*** Begin section ***

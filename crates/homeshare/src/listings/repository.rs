use serde::Serialize;

use super::domain::{Listing, ListingId};

/// Storage abstraction over published listings.
///
/// `all` returns listings in insertion order; the query engine depends on a
/// stable input order for its tie-breaking guarantees.
pub trait ListingRepository: Send + Sync {
    fn insert(&self, listing: Listing) -> Result<Listing, RepositoryError>;
    fn update(&self, listing: Listing) -> Result<(), RepositoryError>;
    fn fetch(&self, id: &ListingId) -> Result<Option<Listing>, RepositoryError>;
    fn remove(&self, id: &ListingId) -> Result<(), RepositoryError>;
    fn all(&self) -> Result<Vec<Listing>, RepositoryError>;
}

#[derive(Debug, thiserror::Error)]
pub enum RepositoryError {
    #[error("listing already exists")]
    Conflict,
    #[error("listing not found")]
    NotFound,
    #[error("listing store unavailable: {0}")]
    Unavailable(String),
}

/// Feed response view pairing the surviving listings with their count.
#[derive(Debug, Clone, Serialize)]
pub struct FeedView {
    pub total: usize,
    pub listings: Vec<Listing>,
}

impl FeedView {
    pub fn new(listings: Vec<Listing>) -> Self {
        Self {
            total: listings.len(),
            listings,
        }
    }
}
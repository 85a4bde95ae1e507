use crate::demo::{run_demo, run_feed_query, DemoArgs, FeedQueryArgs};
use crate::server;
use clap::{Args, Parser, Subcommand};
use homeshare::error::AppError;

#[derive(Parser, Debug)]
#[command(
    name = "HomeShare Marketplace",
    about = "Run the HomeShare marketplace service and demo tooling from the command line",
    version
)]
struct Cli {
    #[command(subcommand)]
    command: Option<Command>,
}

#[derive(Subcommand, Debug)]
enum Command {
    /// Start the HTTP service (default command)
    Serve(ServeArgs),
    /// Query a listing feed from the terminal
    Feed {
        #[command(subcommand)]
        command: FeedCommand,
    },
    /// Run an end-to-end CLI demo covering login, publishing, and billing
    Demo(DemoArgs),
}

#[derive(Subcommand, Debug)]
enum FeedCommand {
    /// Filter and sort a listing feed, from a CSV export or the demo seed
    Query(FeedQueryArgs),
}

#[derive(Args, Debug, Default)]
pub(crate) struct ServeArgs {
    /// Override the configured host for the HTTP server
    #[arg(long)]
    pub(crate) host: Option<String>,
    /// Override the configured port for the HTTP server
    #[arg(long)]
    pub(crate) port: Option<u16>,
}

pub(crate) async fn run() -> Result<(), AppError> {
    let cli = Cli::parse();
    let command = cli
        .command
        .unwrap_or_else(|| Command::Serve(ServeArgs::default()));

    match command {
        Command::Serve(args) => server::run(args).await,
        Command::Feed {
            command: FeedCommand::Query(args),
        } => run_feed_query(args),
        Command::Demo(args) => run_demo(args),
    }
}
//! End-to-end checks for the billing flow: login, purchase a package through
//! the simulated gateway, and confirm the credits and order history line up.

mod common {
    use std::sync::{Arc, Mutex};

    use homeshare::accounts::{
        DirectoryError, SessionService, User, UserDirectory, UserId, UserRole,
    };
    use homeshare::billing::{
        BillingService, Order, OrderId, OrderStore, OrderStoreError, PackageCatalog,
    };

    #[derive(Default)]
    pub struct MemoryDirectory {
        records: Mutex<Vec<User>>,
    }

    impl UserDirectory for MemoryDirectory {
        fn insert(&self, user: User) -> Result<User, DirectoryError> {
            let mut guard = self.records.lock().expect("directory mutex poisoned");
            if guard.iter().any(|existing| existing.id == user.id) {
                return Err(DirectoryError::Conflict);
            }
            guard.push(user.clone());
            Ok(user)
        }

        fn update(&self, user: User) -> Result<(), DirectoryError> {
            let mut guard = self.records.lock().expect("directory mutex poisoned");
            match guard.iter_mut().find(|existing| existing.id == user.id) {
                Some(slot) => {
                    *slot = user;
                    Ok(())
                }
                None => Err(DirectoryError::NotFound),
            }
        }

        fn fetch(&self, id: &UserId) -> Result<Option<User>, DirectoryError> {
            let guard = self.records.lock().expect("directory mutex poisoned");
            Ok(guard.iter().find(|user| &user.id == id).cloned())
        }

        fn fetch_by_email(&self, email: &str) -> Result<Option<User>, DirectoryError> {
            let guard = self.records.lock().expect("directory mutex poisoned");
            Ok(guard
                .iter()
                .find(|user| user.email.eq_ignore_ascii_case(email))
                .cloned())
        }

        fn all(&self) -> Result<Vec<User>, DirectoryError> {
            let guard = self.records.lock().expect("directory mutex poisoned");
            Ok(guard.clone())
        }
    }

    #[derive(Default)]
    pub struct MemoryOrders {
        records: Mutex<Vec<Order>>,
    }

    impl OrderStore for MemoryOrders {
        fn insert(&self, order: Order) -> Result<Order, OrderStoreError> {
            let mut guard = self.records.lock().expect("order mutex poisoned");
            if guard.iter().any(|existing| existing.id == order.id) {
                return Err(OrderStoreError::Conflict);
            }
            guard.push(order.clone());
            Ok(order)
        }

        fn update(&self, order: Order) -> Result<(), OrderStoreError> {
            let mut guard = self.records.lock().expect("order mutex poisoned");
            match guard.iter_mut().find(|existing| existing.id == order.id) {
                Some(slot) => {
                    *slot = order;
                    Ok(())
                }
                None => Err(OrderStoreError::NotFound),
            }
        }

        fn fetch(&self, id: &OrderId) -> Result<Option<Order>, OrderStoreError> {
            let guard = self.records.lock().expect("order mutex poisoned");
            Ok(guard.iter().find(|order| &order.id == id).cloned())
        }

        fn for_user(&self, user_id: &UserId) -> Result<Vec<Order>, OrderStoreError> {
            let guard = self.records.lock().expect("order mutex poisoned");
            Ok(guard
                .iter()
                .filter(|order| &order.user_id == user_id)
                .cloned()
                .collect())
        }

        fn all(&self) -> Result<Vec<Order>, OrderStoreError> {
            let guard = self.records.lock().expect("order mutex poisoned");
            Ok(guard.clone())
        }
    }

    pub fn student() -> User {
        User {
            id: UserId("user-an".to_string()),
            name: "Nguyễn Văn An".to_string(),
            email: "an@student.edu.vn".to_string(),
            role: UserRole::User,
            remaining_credits: 5,
            current_package: None,
        }
    }

    pub fn billing_stack() -> (
        BillingService<MemoryOrders, MemoryDirectory>,
        Arc<SessionService<MemoryDirectory>>,
        Arc<MemoryDirectory>,
    ) {
        let directory = Arc::new(MemoryDirectory::default());
        directory.insert(student()).expect("seed user inserted");

        let billing = BillingService::new(
            Arc::new(MemoryOrders::default()),
            directory.clone(),
            PackageCatalog::standard(),
        );
        let sessions = Arc::new(SessionService::new(directory.clone(), 120));
        (billing, sessions, directory)
    }
}

use common::*;
use homeshare::accounts::{SessionError, UserDirectory, UserRole};
use homeshare::billing::{BillingError, OrderStatus, PackageId, PaymentMethod};

#[test]
fn login_then_purchase_adds_credits_and_completes_the_order() {
    let (billing, sessions, directory) = billing_stack();

    let grant = sessions
        .login("an@student.edu.vn", "password")
        .expect("student logs in");
    assert_eq!(grant.user.remaining_credits, 5);

    let order = billing
        .purchase(
            &grant.user.id,
            &PackageId("user_weekly".to_string()),
            PaymentMethod::Momo,
        )
        .expect("purchase settles");

    assert_eq!(order.status, OrderStatus::Completed);
    assert!(order.completed_at.is_some());

    let refreshed = directory
        .fetch(&grant.user.id)
        .expect("directory reachable")
        .expect("student present");
    assert_eq!(refreshed.remaining_credits, 12);
    assert_eq!(
        refreshed.current_package,
        Some(PackageId("user_weekly".to_string()))
    );
}

#[test]
fn history_lists_orders_newest_first() {
    let (billing, sessions, _) = billing_stack();
    let grant = sessions
        .login("an@student.edu.vn", "password")
        .expect("student logs in");

    billing
        .purchase(
            &grant.user.id,
            &PackageId("user_daily".to_string()),
            PaymentMethod::ZaloPay,
        )
        .expect("first purchase settles");
    let second = billing
        .purchase(
            &grant.user.id,
            &PackageId("user_monthly".to_string()),
            PaymentMethod::BankTransfer,
        )
        .expect("second purchase settles");

    let history = billing.history(&grant.user.id).expect("history loads");
    assert_eq!(history.len(), 2);
    assert_eq!(history[0].id, second.id);
}

#[test]
fn the_catalog_is_gated_by_role() {
    let (billing, sessions, _) = billing_stack();
    let grant = sessions
        .login("an@student.edu.vn", "password")
        .expect("student logs in");

    let visible = billing.packages_for(grant.user.role);
    assert_eq!(visible.len(), 3);
    assert!(visible.iter().all(|package| package.id.0.starts_with("user_")));
    assert!(billing.packages_for(UserRole::Guest).is_empty());

    assert!(matches!(
        billing.purchase(
            &grant.user.id,
            &PackageId("sale_premium".to_string()),
            PaymentMethod::Card,
        ),
        Err(BillingError::NotAvailableForRole { .. })
    ));
}

#[test]
fn sessions_expire_and_logins_can_fail() {
    let (_, sessions, _) = billing_stack();

    assert!(matches!(
        sessions.login("unknown@example.com", "pw"),
        Err(SessionError::InvalidCredentials)
    ));

    let short_lived = sessions.login("an@student.edu.vn", "pw").expect("logs in");
    sessions.logout(&short_lived.token);
    assert!(matches!(
        sessions.current_user(&short_lived.token),
        Err(SessionError::UnknownToken)
    ));
}
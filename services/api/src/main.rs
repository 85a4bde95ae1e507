use homeshare_api::run;

#[tokio::main]
async fn main() {
    if let Err(err) = run().await {
        eprintln!("application error: {err}");
        std::process::exit(1);
    }
}
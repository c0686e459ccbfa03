//! Tipos del protocolo HTTP con el servicio de seguimiento de unidades.

use chrono::{DateTime, Utc};
use serde::{Deserialize, Serialize};

use crate::pipeline::Stage;
use crate::status::UnitStatus;
use crate::UnitId;

#[derive(Debug, Clone, Serialize, Deserialize)]
pub struct SubmitRequest {
    pub stage: Stage,
    /// Definición de job a ejecutar (imagen, comando, recursos...).
    pub job_definition: String,
    /// Cantidad de unidades en paralelo (p.ej. una por muestra).
    pub units: u32,
    /// Unidades que tienen que terminar bien antes de arrancar estas.
    #[serde(default)]
    pub depends_on: Vec<UnitId>,
}

#[derive(Debug, Clone, Serialize, Deserialize)]
pub struct SubmitResponse {
    pub job_ids: Vec<UnitId>,
}

#[derive(Debug, Clone, Serialize, Deserialize)]
pub struct DescribeRequest {
    pub jobs: Vec<UnitId>,
}

#[derive(Debug, Clone, PartialEq, Eq, Serialize, Deserialize)]
pub struct UnitReport {
    pub job_id: UnitId,
    pub status: UnitStatus,
}

/// Registro completo de una unidad en el tracker.
#[derive(Debug, Clone, PartialEq, Eq, Serialize, Deserialize)]
pub struct UnitInfo {
    pub job_id: UnitId,
    pub stage: Stage,
    pub job_definition: String,
    pub status: UnitStatus,
    #[serde(default)]
    pub depends_on: Vec<UnitId>,
    /// Fijada a mano por un operador: el tracker ya no la avanza.
    #[serde(default)]
    pub pinned: bool,
    pub submitted_at: DateTime<Utc>,
    pub updated_at: DateTime<Utc>,
}

impl UnitInfo {
    pub fn report(&self) -> UnitReport {
        UnitReport {
            job_id: self.job_id.clone(),
            status: self.status,
        }
    }
}

#[derive(Debug, Clone, Serialize, Deserialize)]
pub struct DescribeResponse {
    pub jobs: Vec<UnitReport>,
}

#[derive(Debug, Clone, Serialize, Deserialize)]
pub struct StatusOverrideRequest {
    pub status: UnitStatus,
}

#[derive(Debug, Clone, Serialize, Deserialize)]
pub struct ApiError {
    pub error: String,
}
/// Etapas retenidas, en orden, para unos flags dados.
pub fn plan(flags: &PipelineFlags) -> SpecResult<Vec<Stage>> {
    let mut all: Vec<Stage> = Stage::CORE.to_vec();
    if flags.call_denovos {
        all.extend(Stage::DENOVO);
    }
    if flags.cluster_qc {
        all.extend(Stage::CLUSTER_QC);
    }

    let entry = flags.entry_point.stage();
    let start = all
        .iter()
        .position(|s| *s == entry)
        .ok_or_else(|| SpecError::InvalidEntryPoint {
            entry_point: flags.entry_point.to_string(),
            reason: "stage is not part of this run (enable the cluster QC branch)".to_string(),
        })?;

    Ok(all[start..]
        .iter()
        .copied()
        .filter(|s| *s != Stage::Remap || flags.requires_remap)
        .collect())
}

/// Construye la máquina completa de una corrida.
#[derive(Debug, Clone)]
pub struct PipelineAssembler {
    name: String,
    flags: PipelineFlags,
    wait_seconds: u64,
    resources: ResourceCatalog,
}

impl PipelineAssembler {
    pub fn new(flags: PipelineFlags) -> Self {
        Self {
            name: DEFAULT_MACHINE_NAME.to_string(),
            flags,
            wait_seconds: DEFAULT_POLL_WAIT_SECS,
            resources: ResourceCatalog::new(),
        }
    }

    pub fn name(mut self, name: impl Into<String>) -> Self {
        self.name = name.into();
        self
    }

    pub fn wait_seconds(mut self, secs: u64) -> Self {
        self.wait_seconds = secs;
        self
    }

    pub fn resources(mut self, resources: ResourceCatalog) -> Self {
        self.resources = resources;
        self
    }

    pub fn flags(&self) -> &PipelineFlags {
        &self.flags
    }

    /// Todo o nada: o devuelve una máquina cerrada o un error de
    /// construcción, sin efectos laterales.
    pub fn assemble(&self) -> SpecResult<StateMachine> {
        let stages = plan(&self.flags)?;
        debug!(
            "ensamblando {} con etapas [{}]",
            self.name,
            stages.iter().map(|s| s.key()).collect::<Vec<_>>().join(", ")
        );

        let pollers = stages
            .iter()
            .enumerate()
            .map(|(i, stage)| {
                let success_next = stages
                    .get(i + 1)
                    .map(|next| next.submit_state())
                    .unwrap_or_else(|| SUCCEEDED_STATE.to_string());
                self.stage_poller(*stage, success_next)
            })
            .collect::<SpecResult<Vec<AsyncPoller>>>()?;

        let start = match pollers.first() {
            Some(first) => first.entry().to_string(),
            None => {
                return Err(SpecError::InvalidEntryPoint {
                    entry_point: self.flags.entry_point.to_string(),
                    reason: "no stages left to run".to_string(),
                })
            }
        };

        let mut states: Vec<State> = Vec::with_capacity(pollers.len() * 5 + 1);
        for poller in pollers {
            states.extend(poller.states()?);
        }
        states.push(Succeed::new(SUCCEEDED_STATE).into());

        StateMachine::new(self.name.clone(), start, states)
    }

    fn stage_poller(&self, stage: Stage, success_next: StateName) -> SpecResult<AsyncPoller> {
        let resources = self.resources.resolve(stage);

        let mut submit = Task::builder(stage.submit_state(), resources.submit)
            .result_path(stage.handle_path())
            .next(stage.poll_state());
        if let Some(input) = stage.submit_input_path() {
            submit = submit.input_path(input);
        }

        let poll = Task::builder(stage.poll_state(), resources.poll)
            .input_path(stage.handle_path())
            .result_path(stage.status_path());

        let fail = Fail::new(stage.fail_state())
            .with_error(format!("{}Failed", stage.label()))
            .with_cause(format!("one or more {} units failed", stage.key()));

        Ok(AsyncPoller::new(
            submit.build()?,
            poll,
            fail,
            success_next,
            stage.status_path(),
            self.wait_seconds,
        )
        .with_names(stage.wait_state(), stage.choice_state()))
    }
}

/// Payload de entrada de la ejecución, al lado de la definición.
#[derive(Debug, Clone, Serialize, Deserialize)]
pub struct PipelineInput {
    pub start_point: EntryPoint,
    pub flags: PipelineFlags,
    pub stages: Vec<Stage>,
    /// Datos específicos de la corrida; se pasan sin interpretar.
    pub context: Value,
}

impl PipelineInput {
    pub fn new(flags: PipelineFlags, context: Value) -> SpecResult<Self> {
        Ok(Self {
            start_point: flags.entry_point,
            stages: plan(&flags)?,
            flags,
            context,
        })
    }
}

#[cfg(test)]
mod tests {
    use super::*;
    use serde_json::json;
    use std::collections::HashSet;

    fn all_flag_combinations() -> Vec<PipelineFlags> {
        let mut out = Vec::new();
        for entry_point in EntryPoint::ALL {
            for bits in 0..8u8 {
                out.push(PipelineFlags {
                    entry_point,
                    requires_remap: bits & 1 != 0,
                    call_denovos: bits & 2 != 0,
                    cluster_qc: bits & 4 != 0,
                });
            }
        }
        out
    }

    fn successor(machine: &StateMachine, state: &str) -> Value {
        machine
            .state(state)
            .map(State::build)
            .unwrap_or(Value::Null)
    }

    #[test]
    fn remap_sin_requerirse_arranca_en_alignment() {
        let flags = PipelineFlags::new(EntryPoint::Remap);
        let machine = PipelineAssembler::new(flags).assemble().unwrap();

        assert_eq!(machine.start_at(), "AlignmentSubmit");
        assert!(machine.states().iter().all(|s| !s.name().starts_with("Remap")));

        let succeeds: Vec<&State> = machine
            .states()
            .iter()
            .filter(|s| matches!(s, State::Succeed(_)))
            .collect();
        assert_eq!(succeeds.len(), 1);
        assert_eq!(succeeds[0].name(), SUCCEEDED_STATE);

        let choice = successor(&machine, "VariantFilteringChoice");
        assert_eq!(choice["Choices"][1]["Next"], json!(SUCCEEDED_STATE));
    }

    #[test]
    fn remap_requerido_arranca_en_remap() {
        let mut flags = PipelineFlags::new(EntryPoint::Remap);
        flags.requires_remap = true;
        let machine = PipelineAssembler::new(flags).assemble().unwrap();
        assert_eq!(machine.start_at(), "RemapSubmit");
        assert_eq!(
            successor(&machine, "RemapChoice")["Choices"][1]["Next"],
            json!("AlignmentSubmit")
        );
    }

    #[test]
    fn denovo_se_inserta_despues_del_filtrado() {
        let mut flags = PipelineFlags::new(EntryPoint::Remap);
        flags.call_denovos = true;
        let plain = PipelineAssembler::new(PipelineFlags::new(EntryPoint::Remap))
            .assemble()
            .unwrap();
        let machine = PipelineAssembler::new(flags).assemble().unwrap();

        assert_eq!(machine.states().len(), plain.states().len() + 5);
        assert_eq!(
            successor(&machine, "VariantFilteringChoice")["Choices"][1]["Next"],
            json!("DenovoCallingSubmit")
        );
        assert_eq!(
            successor(&machine, "DenovoCallingChoice")["Choices"][1]["Next"],
            json!(SUCCEEDED_STATE)
        );
    }

    #[test]
    fn cluster_qc_encadena_handoff_y_cluster() {
        let mut flags = PipelineFlags::new(EntryPoint::VariantFiltering);
        flags.cluster_qc = true;
        let stages = plan(&flags).unwrap();
        assert_eq!(
            stages,
            vec![
                Stage::VariantFiltering,
                Stage::Handoff,
                Stage::ClusterCreate,
                Stage::ClusterJob,
                Stage::ClusterDelete
            ]
        );

        let machine = PipelineAssembler::new(flags).assemble().unwrap();
        assert_eq!(
            successor(&machine, "VariantFilteringChoice")["Choices"][1]["Next"],
            json!("HandoffSubmit")
        );
        assert_eq!(
            successor(&machine, "ClusterDeleteChoice")["Choices"][1]["Next"],
            json!(SUCCEEDED_STATE)
        );
        assert_eq!(
            successor(&machine, "ClusterDeleteSubmit")["InputPath"],
            json!("$.cluster_delete.request")
        );
    }

    #[test]
    fn ambas_ramas_corren_denovo_antes_del_handoff() {
        let flags = PipelineFlags {
            entry_point: EntryPoint::Genotyping,
            requires_remap: true,
            call_denovos: true,
            cluster_qc: true,
        };
        assert_eq!(
            plan(&flags).unwrap(),
            vec![
                Stage::Genotyping,
                Stage::VariantFiltering,
                Stage::DenovoCalling,
                Stage::Handoff,
                Stage::ClusterCreate,
                Stage::ClusterJob,
                Stage::ClusterDelete
            ]
        );
    }

    #[test]
    fn handoff_sin_cluster_qc_es_entry_point_invalido() {
        let flags = PipelineFlags::new(EntryPoint::Handoff);
        assert!(matches!(
            PipelineAssembler::new(flags).assemble(),
            Err(SpecError::InvalidEntryPoint { .. })
        ));
    }

    #[test]
    fn entry_point_desconocido_falla_al_parsear() {
        assert!(matches!(
            "fastq".parse::<EntryPoint>(),
            Err(SpecError::InvalidEntryPoint { .. })
        ));
        assert_eq!("haplotype_calling".parse::<EntryPoint>(), Ok(EntryPoint::HaplotypeCalling));
    }

    #[test]
    fn toda_combinacion_legal_produce_un_grafo_cerrado() {
        for flags in all_flag_combinations() {
            let result = PipelineAssembler::new(flags).assemble();
            if flags.entry_point == EntryPoint::Handoff && !flags.cluster_qc {
                assert!(result.is_err(), "{flags:?}");
                continue;
            }
            let machine = result.unwrap_or_else(|e| panic!("{flags:?}: {e}"));
            let stages = plan(&flags).unwrap();

            assert_eq!(machine.states().len(), stages.len() * 5 + 1, "{flags:?}");
            assert!(machine.validate().is_ok());

            // un Fail por etapa, ninguno compartido
            let fails: HashSet<&str> = machine
                .states()
                .iter()
                .filter(|s| matches!(s, State::Fail(_)))
                .map(State::name)
                .collect();
            assert_eq!(fails.len(), stages.len());

            // el único estado sin aristas entrantes es el inicio
            let referenced: HashSet<&str> = machine
                .states()
                .iter()
                .flat_map(|s| s.successors())
                .collect();
            let roots: Vec<&str> = machine
                .states()
                .iter()
                .map(State::name)
                .filter(|n| !referenced.contains(n))
                .collect();
            assert_eq!(roots, vec![machine.start_at()], "{flags:?}");
        }
    }

    #[test]
    fn placeholders_y_catalogo_de_recursos() {
        let placeholder = ResourceCatalog::new().resolve(Stage::HaplotypeCalling);
        assert_eq!(placeholder.submit, "${haplotypeCallingSubmitResource}");
        assert_eq!(placeholder.poll, "${haplotypeCallingPollResource}");

        let catalog = ResourceCatalog::from_json(
            r#"{"alignment": {"submit": "arn:align", "poll": "arn:batch-poller"}}"#,
        )
        .unwrap();
        let machine = PipelineAssembler::new(PipelineFlags::new(EntryPoint::Alignment))
            .resources(catalog)
            .wait_seconds(15)
            .assemble()
            .unwrap();

        assert_eq!(successor(&machine, "AlignmentSubmit")["Resource"], json!("arn:align"));
        assert_eq!(successor(&machine, "AlignmentPoll")["Resource"], json!("arn:batch-poller"));
        assert_eq!(successor(&machine, "AlignmentWait")["Seconds"], json!(15));
    }

    #[test]
    fn catalogo_con_etapa_desconocida_es_error() {
        let err = ResourceCatalog::from_json(r#"{"qc": {"submit": "a", "poll": "b"}}"#).unwrap_err();
        assert_eq!(err, SpecError::UnknownStage("qc".to_string()));
    }

    #[test]
    fn catalogo_mal_formado_es_error_de_recursos() {
        let err = ResourceCatalog::from_json(r#"{"alignment": "arn:align"}"#).unwrap_err();
        assert!(matches!(err, SpecError::InvalidResources(_)), "got {err:?}");

        let err = ResourceCatalog::from_json("no es json").unwrap_err();
        assert!(matches!(err, SpecError::InvalidResources(_)));
    }

    #[test]
    fn input_lleva_flags_y_etapas() {
        let flags = PipelineFlags::new(EntryPoint::Genotyping);
        let input = PipelineInput::new(flags, json!({"cohort": "demo"})).unwrap();
        let value = serde_json::to_value(&input).unwrap();
        assert_eq!(value["start_point"], json!("genotyping"));
        assert_eq!(value["stages"], json!(["genotyping", "variant_filtering"]));
        assert_eq!(value["context"]["cohort"], json!("demo"));
    }
}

*** End section ***

Please, from the material above, copy only the lines from the line with "fn insert(&self, order: Order)" up to and including the line with "fn update(&self, order: Order)", exactly as written.

        fn insert(&self, order: Order) -> Result<Order, OrderStoreError> {
            let mut guard = self.records.lock().expect("order mutex poisoned");
            if guard.iter().any(|existing| existing.id == order.id) {
                return Err(OrderStoreError::Conflict);
            }
            guard.push(order.clone());
            Ok(order)
        }

        fn update(&self, order: Order) -> Result<(), OrderStoreError> {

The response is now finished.